6.24 The Borrower shall not directly or indirectly apply any part of the
proceeds of any loan under this Agreement which violates or which is
inconsistent with the provisions of any regulations of the Board of Governors of
the Federal Reserve System or any regulations, interpretations or rulings
thereunder as from time to time in effect, or any substantially similar orders
or regulations in substitution therefor or in addition thereto.
SECTION 7
EVENTS OF DEFAULT
There shall be an Event of Default by the Borrower under this Agreement
upon the occurrence of any one of the following:
7.1 The Borrower's failure to pay, when due, on demand or at maturity
(whether as stated or by acceleration), as the case may be, any payment of
principal, interest or other charges due and owing to the Bank pursuant to any
Obligations of the Borrower to the Bank, which breach remains uncured for a
period of ten (10) days from the date such payment is due.

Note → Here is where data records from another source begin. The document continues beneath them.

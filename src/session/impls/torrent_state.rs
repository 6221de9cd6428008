use std::fmt;
use crate::session::enums::torrent_state::TorrentState;

impl TorrentState {
    /// Paused wins over complete; a complete entry that is not paused seeds.
    pub fn from_flags(paused: bool, complete: bool) -> TorrentState {
        match (paused, complete) {
            (true, _) => TorrentState::Paused,
            (false, true) => TorrentState::Seeding,
            (false, false) => TorrentState::Downloading,
        }
    }

    pub fn is_active(&self) -> bool {
        *self == TorrentState::Downloading
    }
}

impl fmt::Display for TorrentState {
    fn fmt(&self, f: &mut fmt::Formatter) -> fmt::Result {
        match self {
            TorrentState::Downloading => write!(f, "downloading"),
            TorrentState::Seeding => write!(f, "seeding"),
            TorrentState::Paused => write!(f, "paused"),
        }
    }
}
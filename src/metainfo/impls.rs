//! Implementation blocks for metainfo types.

pub mod announce_tier;
pub mod capacity_kind;
pub mod decode_limits;
pub mod info_hash;
pub mod torrent;
pub mod torrent_file;
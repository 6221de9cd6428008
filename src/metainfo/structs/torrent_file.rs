use serde::{Deserialize, Serialize};

/// One file of a torrent.
///
/// For single-file torrents the only entry has the torrent name as its sole
/// path component.
#[derive(Debug, Clone, Default, PartialEq, Eq, Serialize, Deserialize)]
pub struct TorrentFile {
    pub length: u64,
    pub path: Vec<String>,
}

7.2 A material breach by the Borrower, any Guarantor or any Subsidiary of
any other covenant contained in this Agreement or the other Loan Documents,
including, without limitation, those covenants contained in Section 6, which
breach remains uncured for a period of thirty (30) days following notice thereof
from the Bank to the Borrower.
7.3 If any warranty or representation made by the Borrower to the Bank,
whether past, contemporaneous or future, including, without limitation, the
warranties and representations contained in Section 5, shall be false or
misleading in any material respect when made, or if any financial statement
given by the Borrower to the Bank shall be false or misleading in any material
respect.
7.4 Upon dissolution, termination of existence, insolvency, appointment of
a trustee, receiver or custodian of all or any part of the properties or assets
of the Borrower or any Subsidiary, upon an assignment for the benefit of
creditors by, the calling of a meeting of creditors of, or the commencement of
any proceeding under any bankruptcy or insolvency laws of any state or of the
United States or any foreign jurisdiction applicable to any Subsidiary by the
Borrower or any Subsidiary or the commencement of any proceeding under any
bankruptcy or insolvency laws of any state, or of the United States, or any
foreign jurisdiction applicable to any Subsidiary against the Borrower or any
Subsidiary, which proceeding is not vacated within thirty (30)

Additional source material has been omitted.